### Task statement
Find every line below with "Returns" in it and give only how many there are.

### Records for processing
=== Begin Enclosure ===

//! In-memory registry of import sessions.
//!
//! Sessions are process-local, best-effort progress state: lost on
//! restart by design, and swept a fixed retention window after their
//! worker finishes. All access goes through this narrow interface so the
//! registry's concurrency discipline and lifetime are explicit rather
//! than ambient global state.

use std::collections::HashMap;
use std::sync::Mutex;
use std::time::{Duration, Instant};

use ataka_core::import::ImportSession;

struct StoredSession {
    session: ImportSession,
    /// Set once the worker finishes; the sweeper removes the session
    /// after this instant. `None` while the worker is still running.
    expires_at: Option<Instant>,
}

/// Mutex-guarded map of session id to session state.
#[derive(Default)]
pub struct ImportSessionStore {
    sessions: Mutex<HashMap<String, StoredSession>>,
}

impl ImportSessionStore {
    pub fn new() -> Self {
        Self::default()
    }

    /// Register a freshly allocated session.
    pub fn create(&self, session: ImportSession) {
        let mut sessions = self.sessions.lock().expect("session store poisoned");
        sessions.insert(
            session.id.clone(),
            StoredSession {
                session,
                expires_at: None,
            },
        );
    }

    /// Snapshot a session by id. Expired sessions read as absent even if
    /// the sweeper has not run yet.
    pub fn get(&self, id: &str) -> Option<ImportSession> {
        let sessions = self.sessions.lock().expect("session store poisoned");
        sessions.get(id).and_then(|stored| {
            if stored.is_expired(Instant::now()) {
                None
            } else {
                Some(stored.session.clone())
            }
        })
    }

    /// Mutate a session in place under the lock. Returns `false` when the
    /// session no longer exists.
    pub fn update<F>(&self, id: &str, mutate: F) -> bool
    where
        F: FnOnce(&mut ImportSession),
    {
        let mut sessions = self.sessions.lock().expect("session store poisoned");
        match sessions.get_mut(id) {
            Some(stored) => {
                mutate(&mut stored.session);
                true
            }
            None => false,
        }
    }

    /// Schedule a session's removal `retention` from now.
    pub fn schedule_expiry(&self, id: &str, retention: Duration) {
        let mut sessions = self.sessions.lock().expect("session store poisoned");
        if let Some(stored) = sessions.get_mut(id) {
            stored.expires_at = Some(Instant::now() + retention);
        }
    }

    /// Remove a session immediately.
    pub fn remove(&self, id: &str) {
        let mut sessions = self.sessions.lock().expect("session store poisoned");
        sessions.remove(id);
    }

    /// Drop every session whose retention window has passed. Returns the
    /// number removed.
    pub fn sweep_expired(&self) -> usize {
        let now = Instant::now();
        let mut sessions = self.sessions.lock().expect("session store poisoned");
        let before = sessions.len();
        sessions.retain(|_, stored| !stored.is_expired(now));
        before - sessions.len()
    }

    /// Number of live (unexpired) sessions.
    pub fn len(&self) -> usize {
        let now = Instant::now();
        let sessions = self.sessions.lock().expect("session store poisoned");
        sessions.values().filter(|s| !s.is_expired(now)).count()
    }

    pub fn is_empty(&self) -> bool {
        self.len() == 0
    }
}

impl StoredSession {
    fn is_expired(&self, now: Instant) -> bool {
        self.expires_at.is_some_and(|at| at <= now)
    }
}

// ── Tests ────────────────────────────────────────────────────────────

=== End Enclosure ===

### Output of the exercise
2